* _To do_
Wherever the word "handles" occurs in the listing, copy the whole line.

* _Entries shown_
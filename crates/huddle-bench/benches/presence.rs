//! Presence registry benchmarks.
//!
//! Measures the cost of counting joins and leaves, alone and under
//! contention from many threads.

use criterion::{black_box, criterion_group, criterion_main, BenchmarkId, Criterion, Throughput};
use huddle_bench::room_keys;
use huddle_core::PresenceRegistry;
use std::sync::Arc;
use std::time::{Duration, Instant};

/// Join and leave in one busy room.
fn bench_single_room(c: &mut Criterion) {
    let mut group = c.benchmark_group("registry_single_room");

    group.bench_function("join_leave", |b| {
        let registry = PresenceRegistry::new();
        registry.join("lobby");
        b.iter(|| {
            registry.join(black_box("lobby"));
            registry.leave(black_box("lobby"))
        });
    });

    // The room is created and destroyed on every iteration
    group.bench_function("create_destroy", |b| {
        let registry = PresenceRegistry::new();
        b.iter(|| {
            registry.join(black_box("lobby"));
            registry.leave(black_box("lobby"))
        });
    });

    group.bench_function("peek", |b| {
        let registry = PresenceRegistry::new();
        registry.join("lobby");
        b.iter(|| registry.peek(black_box("lobby")));
    });

    group.finish();
}

/// Joins spread over many rooms.
fn bench_many_rooms(c: &mut Criterion) {
    let mut group = c.benchmark_group("registry_many_rooms");

    for rooms in [10usize, 1_000, 100_000] {
        let keys = room_keys(rooms);
        group.throughput(Throughput::Elements(1));
        group.bench_with_input(BenchmarkId::from_parameter(rooms), &keys, |b, keys| {
            let registry = PresenceRegistry::new();
            let mut i = 0usize;
            b.iter(|| {
                let key = &keys[i % keys.len()];
                i += 1;
                registry.join(black_box(key))
            });
        });
    }

    group.finish();
}

/// Threads joining and leaving the same room at once.
fn bench_contention(c: &mut Criterion) {
    let mut group = c.benchmark_group("registry_contention");
    group.measurement_time(Duration::from_secs(5));

    for threads in [2usize, 4, 8] {
        group.throughput(Throughput::Elements(threads as u64));
        group.bench_with_input(
            BenchmarkId::from_parameter(threads),
            &threads,
            |b, &threads| {
                b.iter_custom(|iters| {
                    let registry = Arc::new(PresenceRegistry::new());
                    let start = Instant::now();
                    let handles: Vec<_> = (0..threads)
                        .map(|_| {
                            let registry = Arc::clone(&registry);
                            std::thread::spawn(move || {
                                for _ in 0..iters {
                                    registry.join("lobby");
                                    registry.leave("lobby");
                                }
                            })
                        })
                        .collect();
                    for handle in handles {
                        handle.join().unwrap();
                    }
                    let elapsed = start.elapsed();
                    assert_eq!(registry.peek("lobby"), 0);
                    elapsed
                });
            },
        );
    }

    group.finish();
}

criterion_group!(benches, bench_single_room, bench_many_rooms, bench_contention);
criterion_main!(benches);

* _Solution below_
                    let handles: Vec<_> = (0..threads)
                    for handle in handles {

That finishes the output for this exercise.